At Thu Dec 15, 07:26:00 AM, Blogger Talmida said...

Suzanne, you mentioned "the KJV use of the word 'brethren'" and it really made me think what that means -- the KJV use.

The English of the KJV was not the English heard on the street at the time the translation was made. It was consciously and intentionally unlike the common English of the day. As Adam Nicolson points out in God's Secretaries,

"These scholars were not pulling the language of the scriptures into the English they knew and used at home. ... In was, in other words, more important to make English godly than to make the words of God into the sort of prose that any Englishman would have written..." (p.211)

I wonder sometimes if modern translators who prefer non-inclusive language are attempting to sound "godly", but their ear, their idea of "godly" language has been misformed. Instead of echoing the original Greek or the Hebrew (presumably the languages God chose), they end up echoing an artistic decision made by 50 or so Britons in the 17th century.

Maybe this is a danger of becoming too enamored with one translation? It becomes the voice of God.

 
At Thu Dec 15, 03:46:00 PM, Blogger Ted M. Gossard said...

Thanks Suzanne for pointing that out about "brethren". Once upon a time I was familiar with the KJV (I still remember the word "holpen"- didn't even look it up lately, in Luke 1 I think). So I too saw "brethren" as inclusive of both genders.

I've been an NIV user now for nearly 30 years. I did use the NLT for awhile in rebellion against the failure for the NIV to be revised (with reference to gender as well as scholarly changes). Now I'm a user of the TNIV, probably in my third reading of it- along with study, so I'm used to it. Not hard to get used to it anyhow if one is familiar with the NIV.
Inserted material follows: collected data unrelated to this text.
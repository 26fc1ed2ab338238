use serde::{Deserialize, Serialize};

/// Canonical lookup key for a goal name: lowercased, spaces replaced by underscores.
///
/// "Weight Loss" and "weight_loss" both normalize to `weight_loss`. Every goal lookup goes
/// through this function. Surrounding whitespace is kept, so " weight loss " is not a known goal.
pub fn normalize_goal_key(goal: &str) -> String {
    goal.to_lowercase().replace(' ', "_")
}

/// Target macro split for a named dietary goal.
#[derive(Debug, Clone, PartialEq, Serialize, Deserialize)]
pub struct GoalProfile {
    pub key: String,

    /// Target share of daily calories from protein, in percent.
    pub protein_pct: f64,

    /// Target share of daily calories from carbohydrates, in percent.
    pub carbs_pct: f64,

    /// Target share of daily calories from fat, in percent.
    pub fat_pct: f64,

    /// Signed kcal offset applied to the daily calorie estimate.
    #[serde(default)]
    pub calorie_modifier: i32,

    #[serde(default, skip_serializing_if = "Option::is_none")]
    pub focus: Option<String>,
}

impl GoalProfile {
    pub fn new(key: &str, protein_pct: f64, carbs_pct: f64, fat_pct: f64) -> Self {
        Self {
            key: normalize_goal_key(key),
            protein_pct,
            carbs_pct,
            fat_pct,
            calorie_modifier: 0,
            focus: None,
        }
    }

    pub fn with_calorie_modifier(mut self, modifier: i32) -> Self {
        self.calorie_modifier = modifier;
        self
    }

    pub fn with_focus(mut self, focus: &str) -> Self {
        self.focus = Some(focus.to_string());
        self
    }

    /// Percentages each within 0..=100.
    pub fn is_valid(&self) -> bool {
        !self.key.is_empty()
            && [self.protein_pct, self.carbs_pct, self.fat_pct]
                .into_iter()
                .all(|p| (0.0..=100.0).contains(&p))
    }
}

/// Foods to avoid and prefer for a medical condition. Used only for prompt guidance.
#[derive(Debug, Clone, PartialEq, Serialize, Deserialize)]
pub struct MedicalCondition {
    pub key: String,
    pub avoid: Vec<String>,
    pub prefer: Vec<String>,
}

impl MedicalCondition {
    pub fn new(key: &str, avoid: &[&str], prefer: &[&str]) -> Self {
        Self {
            key: key.to_lowercase(),
            avoid: avoid.iter().map(|s| s.to_string()).collect(),
            prefer: prefer.iter().map(|s| s.to_string()).collect(),
        }
    }
}
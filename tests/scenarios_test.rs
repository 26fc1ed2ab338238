use assert_float_eq::*;

use meal_plan_analyzer_rs::analyzer::{analyze_meal_plan, score_goal_alignment};
use meal_plan_analyzer_rs::models::{
    AlignmentReport, CostCategory, DailyEstimate, MacroProfile, TierCounts,
};
use meal_plan_analyzer_rs::reference::BUILTIN_REFERENCE;

#[test]
fn test_single_day_weight_loss_plan() {
    let plan = "Breakfast: chicken_breast omelette\n\
                Lunch: brown_rice bowl\n\
                Dinner: grilled chicken_breast";
    let analysis = analyze_meal_plan(plan, "weight_loss", &BUILTIN_REFERENCE);

    assert_eq!(analysis.matches.get("chicken_breast"), Some(&2));
    assert_eq!(analysis.matches.get("brown_rice"), Some(&1));
    assert_eq!(analysis.nutrition.days, 1);

    let totals = analysis.nutrition.totals;
    assert_float_absolute_eq!(totals.protein, 64.6, 1e-9);
    assert_float_absolute_eq!(totals.carbs, 23.0, 1e-9);
    assert_float_absolute_eq!(totals.fat, 8.1, 1e-9);
    assert_float_absolute_eq!(totals.fiber, 1.8, 1e-9);
    assert_float_absolute_eq!(totals.calories, 442.0, 1e-9);

    // 442 kcal with the -300 modifier applied once
    assert_eq!(analysis.nutrition.daily.calories, 142);

    let alignment = analysis.alignment.alignment().unwrap();
    assert_eq!(alignment.protein_alignment, 0.0);
    assert_eq!(alignment.carbs_alignment, 50.4);
    assert_eq!(alignment.fat_alignment, 57.3);
    assert_eq!(alignment.overall_alignment, 35.9);
    assert_eq!(alignment.macros_actual.protein, 182.0);
    assert_eq!(alignment.macros_target.carbs, 40.0);

    assert_eq!(analysis.cost.category, CostCategory::Low);
    assert_eq!(analysis.cost.breakdown, TierCounts { low: 1, medium: 2, high: 0 });
    assert_eq!(analysis.cost.percentages.low, 33.3);
    assert_eq!(analysis.cost.percentages.medium, 66.7);
}

#[test]
fn test_empty_text() {
    let analysis = analyze_meal_plan("", "weight_loss", &BUILTIN_REFERENCE);

    assert_eq!(analysis.nutrition.totals, MacroProfile::default());
    assert_eq!(analysis.cost.category, CostCategory::Unknown);
    assert_eq!(analysis.cost.breakdown, TierCounts::default());
    // -300 modifier leaves a negative estimate with nothing to split
    assert_eq!(analysis.nutrition.daily.calories, -300);
    assert_eq!(analysis.alignment, AlignmentReport::NotApplicable);
}

#[test]
fn test_single_high_tier_food() {
    let analysis = analyze_meal_plan("Seared salmon", "maintenance", &BUILTIN_REFERENCE);

    assert_eq!(analysis.cost.breakdown, TierCounts { low: 0, medium: 0, high: 1 });
    assert_eq!(analysis.cost.category, CostCategory::High);
    assert_eq!(analysis.cost.percentages.low, 0.0);
    assert_eq!(analysis.cost.percentages.medium, 0.0);
    assert_eq!(analysis.cost.percentages.high, 100.0);
}

#[test]
fn test_maintenance_protein_alignment() {
    // 30 g protein in 2000 kcal = 6 % against a 30 % target
    let daily = DailyEstimate {
        protein: 30.0,
        carbs: 225.0,
        fat: 55.6,
        fiber: 20.0,
        calories: 2000,
    };
    let report = score_goal_alignment(&daily, "maintenance", &BUILTIN_REFERENCE);
    let alignment = report.alignment().unwrap();

    assert_eq!(alignment.macros_target.protein, 30.0);
    assert_eq!(alignment.macros_target.carbs, 45.0);
    assert_eq!(alignment.macros_target.fat, 25.0);
    assert_eq!(alignment.macros_actual.protein, 6.0);
    assert_eq!(alignment.protein_alignment, 52.0);
}

#[test]
fn test_week_plan_spreads_totals() {
    let plan = "Day 1: oats with banana\nDay 2: lentils with spinach\nDay 3: tofu";
    let analysis = analyze_meal_plan(plan, "Muscle Gain", &BUILTIN_REFERENCE);

    assert_eq!(analysis.nutrition.days, 7);
    let kcal: f64 = (381.0 + 89.0 + 116.0 + 23.0 + 76.0) / 7.0 + 300.0;
    assert_eq!(analysis.nutrition.daily.calories, kcal.round() as i64);
    assert!(analysis.alignment.is_applicable());
    assert_eq!(analysis.cost.category, CostCategory::Low);
}

#[test]
fn test_prose_multi_word_foods_do_not_match() {
    let analysis = analyze_meal_plan(
        "Greek yogurt with sweet potato and brown rice",
        "maintenance",
        &BUILTIN_REFERENCE,
    );
    assert!(analysis.matches.is_empty());
    assert_eq!(analysis.cost.category, CostCategory::Unknown);
}

#[test]
fn test_tier_percentages_round_ties_to_even() {
    // 1 of 16 is exactly 6.25 %, 15 of 16 exactly 93.75 %
    let plan = format!("salmon {}", "tofu ".repeat(15));
    let analysis = analyze_meal_plan(&plan, "maintenance", &BUILTIN_REFERENCE);

    assert_eq!(analysis.cost.breakdown, TierCounts { low: 15, medium: 0, high: 1 });
    assert_eq!(analysis.cost.percentages.high, 6.2);
    assert_eq!(analysis.cost.percentages.low, 93.8);
    assert_eq!(analysis.cost.percentages.medium, 0.0);
    assert_float_absolute_eq!(analysis.cost.percentages.sum(), 100.0, 1e-9);
}

#[test]
fn test_padded_goal_name_is_unknown() {
    let analysis = analyze_meal_plan("banana", " weight loss ", &BUILTIN_REFERENCE);

    assert_eq!(analysis.goal, "_weight_loss_");
    // No -300 modifier for an unknown goal
    assert_eq!(analysis.nutrition.daily.calories, 89);
    assert_eq!(analysis.alignment, AlignmentReport::NotApplicable);

    let unpadded = analyze_meal_plan("banana", "weight loss", &BUILTIN_REFERENCE);
    assert_eq!(unpadded.goal, "weight_loss");
    assert_eq!(unpadded.nutrition.daily.calories, -211);
}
And I remember when I read the NIV "brothers" in the beginning or end of Paul's letters, I would think that it must refer at least primarily to males, if not exclusively. This seems to militate against what adelphos could mean in places, as well as against the radical inclusion of women in the early church, as disciples (and even leaders).

I am glad for the addition in the NRSV, NLT and TNIV of "brothers and sisters" in the appropriate places.

 
At Thu Dec 15, 08:30:00 PM, Blogger Dorcas (aka SingingOwl) said...

Good post, Suzanne! And a belated but nonetheless heartfelt welcome to the BBB. :-)

 
At Thu Dec 15, 11:53:00 PM, Blogger Suzanne McCarthy said...

Hi Talmida,

I guess 'brethren' is a carry over from Wycliffe's translation in 1382. However, the word 'sistern' may well have been in use at that time. So 'brethren' may have refered mainly to men in Wycliffe's day and may have sounded equivalent to 'brothers' today.

The fact that the Brethren in the 1840's used it as a gender neutral term only tells us something about archaic English, not much about Greek, I have to admit.

In some sense I would like to find a Bible translation that could become a standard for memorization.

However, I am distressed by those who need to find a literal and unambiguous statement in every sentence of the Bible.

 
At Fri Dec 16, 12:04:00 AM, Blogger Suzanne McCarthy said...

Hi Singing Owl,

I have just read your Dec. 14 post on the Gender Wars. http://pastoretteponderings.blogspot.com/2005/12/gender-wars.html

It is great to remember our heritage as Christian women. I was given a biography of Catherine Booth when I was a teenager. I have lost it but would like to buy one again.

Thanks Ted for your additional comments on the TNIV.

 
At Fri Dec 16, 01:09:00 AM, Blogger crystal said...

I remember the KJV from obligatory bible readings with my presbyterian/masonic great aunt Alberta ... it still gives me the heebie jeebies :-). Now I read the NAB ... in Timothy, it has "everyone/human race".